I need to read all of this, but since everyone here seems to have a preference of jrpgs I thought this would certainly interest you all.

A Brief History Of Cutscenes

I am planning to beat Alex in defining what a cutscene is. He says he never plans on saying anything profound on his website, so he will save that for his books. So I won't be using advanced concepts that no one (including myself; excluding Alex) will understand properly (i.e. simulacra).

To do that I have to continue developing correct thoughts on the answer to this thread:

http://forum.insomnia.ac/viewtopic.php?t=2617

Here is something to help us answer the thread's question:

By calling a mountain "a mountain", I create it's birth and death. I take what is eternal, and give it a lifespan. A distinction strikes like a sword through the infinite, splitting it into "is" and "is not", exploding oneness into duality, fragmenting something complete.

For something to "exist" at all, it needs to be defined by a flexible distinction. Something that is constantly in flux, such as the earth's crust, is unable to retain the credibility of any absolute distinction thrust upon it, for before it can adopt any definition, it has changed and the distinction no longer applies. When a distinction with some degree of flexibility, such as "mountain", is applied to something in flux, there inevitably appears a circumstance when the distinction is yet to apply, a circumstance when the distinction is supposed to apply, and a circumstance when the distinction no longer applies.

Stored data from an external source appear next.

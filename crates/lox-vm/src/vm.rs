use std::fmt::Write as _;
use std::io::{self, Write};
use std::rc::Rc;

use hashbrown::HashMap;
use lox_core::{InterpretError, LoxError, Value};

use crate::chunk::Chunk;
use crate::compiler;
use crate::disasm;
use crate::opcodes::op;

/// Capacity of the value stack; pushing past it is a runtime error.
pub const STACK_MAX: usize = 256;

/// The bytecode virtual machine: a value stack, a globals table, and a
/// dispatch loop over one chunk at a time. `PRINT` output goes to the
/// injected writer; diagnostics and tracing go to stderr.
pub struct Vm<W: Write> {
    stack: Vec<Value>,
    globals: HashMap<Rc<str>, Value>,
    stdout: W,
    trace: bool,
}

impl Vm<io::Stdout> {
    pub fn new() -> Self {
        Vm::with_output(io::stdout())
    }
}

impl Default for Vm<io::Stdout> {
    fn default() -> Self {
        Vm::new()
    }
}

There being no absolute point at which the mountain comes into being, the observer, or the creator of the distinction, is required for the mountain to exist - to determine it's existence by determining the flexibility of the distinction. To see a mountain and believe that the mountain exists at all outside the mind's distinctions, is to forget the role of the observer in the mountain's being or not existing, but rather being in a state before the limits of the definition were imposed, they
being what determines it as existing or not. Existing and not existing are concepts that only arise once a distinction has broken completeness into duality.

To believe the mountain is real, a thing, separate from the universe and everything in it, is to be deluded by distinction. In truth, when we see a mountain, we see the infinite - we see everything.

So is our true nature infinite. The consciousness is the mountain, only existing due to it's having been defined, having been seen as a thing. Seeing the mountain is to imagine a boundary within the infinite, separating what is the mountain and what is not the mountain, binding the mountain with, and making it's existence subject to, it's observer. The same is true of our 'self' and 'not the self', imagining a boundary separating 'mountain' and 'not mountain' is imagined, so to believe the self exists is to forget that the object (that which exists according to the boundary) and observer (that which determines the boundary) are one.

Also from the article linked at top:

Well, I try to explain to them, you see watching cutscenes is also a form of doing, though an extremely docile, extremely tame form, to be sure. But it's still technically a doing, since watching -- the act, that is to say, of observation -- still consumes energy. It is simply not possible for a human being to not be continuously "doing" something -- even sleeping is a form of doing, and in fact an extremely productive one (in terms of healing of the organism, both physiologically through muscle reparation, etc., and mentally through dreams). To put it in scientific terms, a human being can be seen as an open, dissipative thermodynamic system (by this point I've lost more than 90% of the audience, which is why I am considering moving up to the beginning this part of my little lecture routine), meaning that it is simply incapable of being inactive. The word "inaction" is in fact strictly speaking meaningless, being merely a shorthand way of saying "acting less vigorously than usual", or "acting to such a small degree that it seems from a distance as if one is not acting at all", etc. etc. It is the same kind of thing with many other fundamentally nonsensical concepts -- with, that is to say, non-concepts -- such as for example "peace", "truth", "justice", "equality", "altruism", etc. etc. -- words which are never to be taken literally since they do not correspond to anything in the real world, but which we still use as an abbreviated form of expression, in order to put in a few words longer and more complicated phrases which do, in fact, make sense.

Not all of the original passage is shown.